Among the records, find the lines that hold the string "from" and return them.

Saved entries
[Start of Attachment]

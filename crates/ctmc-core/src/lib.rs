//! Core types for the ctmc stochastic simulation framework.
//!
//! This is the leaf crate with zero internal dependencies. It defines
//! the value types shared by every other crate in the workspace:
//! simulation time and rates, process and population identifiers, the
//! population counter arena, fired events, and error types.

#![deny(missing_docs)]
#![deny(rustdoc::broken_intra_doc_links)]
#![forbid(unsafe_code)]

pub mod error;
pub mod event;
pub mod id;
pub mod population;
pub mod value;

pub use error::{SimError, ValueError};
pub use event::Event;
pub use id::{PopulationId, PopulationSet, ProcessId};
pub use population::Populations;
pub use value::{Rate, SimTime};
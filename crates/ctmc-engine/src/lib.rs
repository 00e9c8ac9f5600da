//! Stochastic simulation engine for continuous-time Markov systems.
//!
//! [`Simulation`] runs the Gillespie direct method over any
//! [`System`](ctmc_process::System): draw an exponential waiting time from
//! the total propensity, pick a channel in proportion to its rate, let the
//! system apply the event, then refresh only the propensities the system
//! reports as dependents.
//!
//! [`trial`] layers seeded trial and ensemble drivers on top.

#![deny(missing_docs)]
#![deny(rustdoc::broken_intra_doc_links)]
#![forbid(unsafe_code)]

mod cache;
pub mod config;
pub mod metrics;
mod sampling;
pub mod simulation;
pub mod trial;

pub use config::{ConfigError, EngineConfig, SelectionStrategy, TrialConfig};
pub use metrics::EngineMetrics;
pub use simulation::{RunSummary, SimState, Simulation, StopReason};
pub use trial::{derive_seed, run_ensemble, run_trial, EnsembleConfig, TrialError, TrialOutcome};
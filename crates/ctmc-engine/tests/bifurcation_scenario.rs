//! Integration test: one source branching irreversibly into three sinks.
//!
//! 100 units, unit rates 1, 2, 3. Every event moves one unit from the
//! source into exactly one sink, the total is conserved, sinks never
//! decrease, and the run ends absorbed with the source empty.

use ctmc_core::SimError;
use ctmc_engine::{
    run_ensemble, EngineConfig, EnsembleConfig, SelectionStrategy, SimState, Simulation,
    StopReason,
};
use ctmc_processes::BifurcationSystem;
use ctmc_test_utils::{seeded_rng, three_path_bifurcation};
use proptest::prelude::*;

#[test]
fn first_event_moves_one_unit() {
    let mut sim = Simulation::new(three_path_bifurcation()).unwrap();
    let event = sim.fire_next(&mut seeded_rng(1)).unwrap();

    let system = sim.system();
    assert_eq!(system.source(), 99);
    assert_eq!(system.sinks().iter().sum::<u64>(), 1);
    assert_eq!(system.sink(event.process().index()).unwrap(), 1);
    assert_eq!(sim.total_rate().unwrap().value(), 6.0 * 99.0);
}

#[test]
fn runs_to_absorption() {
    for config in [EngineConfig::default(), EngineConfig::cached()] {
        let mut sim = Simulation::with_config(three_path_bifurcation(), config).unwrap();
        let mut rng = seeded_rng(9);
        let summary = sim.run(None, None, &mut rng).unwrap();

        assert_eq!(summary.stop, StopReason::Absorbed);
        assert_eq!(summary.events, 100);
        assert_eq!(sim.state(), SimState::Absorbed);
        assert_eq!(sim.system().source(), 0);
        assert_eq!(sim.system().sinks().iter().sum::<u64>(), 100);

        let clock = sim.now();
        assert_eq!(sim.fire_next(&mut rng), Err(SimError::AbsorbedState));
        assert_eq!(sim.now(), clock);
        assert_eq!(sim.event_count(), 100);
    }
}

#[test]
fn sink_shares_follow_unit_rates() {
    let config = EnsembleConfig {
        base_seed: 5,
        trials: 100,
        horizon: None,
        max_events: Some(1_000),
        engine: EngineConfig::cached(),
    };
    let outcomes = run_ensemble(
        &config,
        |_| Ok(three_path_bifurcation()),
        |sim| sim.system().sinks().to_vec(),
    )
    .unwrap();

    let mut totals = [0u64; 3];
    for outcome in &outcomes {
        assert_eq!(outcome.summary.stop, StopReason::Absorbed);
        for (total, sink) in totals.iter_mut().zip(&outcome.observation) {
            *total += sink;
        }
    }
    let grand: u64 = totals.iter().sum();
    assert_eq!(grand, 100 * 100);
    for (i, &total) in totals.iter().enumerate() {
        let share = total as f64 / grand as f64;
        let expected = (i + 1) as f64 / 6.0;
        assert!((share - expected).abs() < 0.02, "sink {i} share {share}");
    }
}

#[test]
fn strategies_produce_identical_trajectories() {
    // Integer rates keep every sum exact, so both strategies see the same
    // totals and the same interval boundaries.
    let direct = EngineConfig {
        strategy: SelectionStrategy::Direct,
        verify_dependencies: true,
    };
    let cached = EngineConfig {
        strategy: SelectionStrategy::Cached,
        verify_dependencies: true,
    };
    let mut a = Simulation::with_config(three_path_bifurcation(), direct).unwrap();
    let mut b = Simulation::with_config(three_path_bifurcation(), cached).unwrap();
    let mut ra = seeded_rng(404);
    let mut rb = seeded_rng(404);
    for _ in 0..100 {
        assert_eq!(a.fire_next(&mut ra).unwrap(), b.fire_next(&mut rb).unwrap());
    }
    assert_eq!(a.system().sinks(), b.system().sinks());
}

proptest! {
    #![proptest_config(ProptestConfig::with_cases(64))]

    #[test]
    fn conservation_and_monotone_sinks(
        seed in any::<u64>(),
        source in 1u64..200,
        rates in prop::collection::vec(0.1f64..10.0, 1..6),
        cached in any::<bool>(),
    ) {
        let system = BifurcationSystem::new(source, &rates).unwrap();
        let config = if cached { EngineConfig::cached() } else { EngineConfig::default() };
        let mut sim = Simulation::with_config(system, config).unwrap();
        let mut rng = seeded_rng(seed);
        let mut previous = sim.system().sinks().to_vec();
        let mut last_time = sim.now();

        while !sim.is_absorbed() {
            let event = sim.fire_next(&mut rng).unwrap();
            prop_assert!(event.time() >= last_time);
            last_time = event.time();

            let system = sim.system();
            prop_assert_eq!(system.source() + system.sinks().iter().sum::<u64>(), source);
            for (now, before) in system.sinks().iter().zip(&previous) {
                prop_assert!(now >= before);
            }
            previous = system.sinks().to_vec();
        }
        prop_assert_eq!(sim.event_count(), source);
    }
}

[End of Attachment]

#### Response to this task:
//! [`System`](ctmc_process::System): draw an exponential waiting time from
//! 100 units, unit rates 1, 2, 3. Every event moves one unit from the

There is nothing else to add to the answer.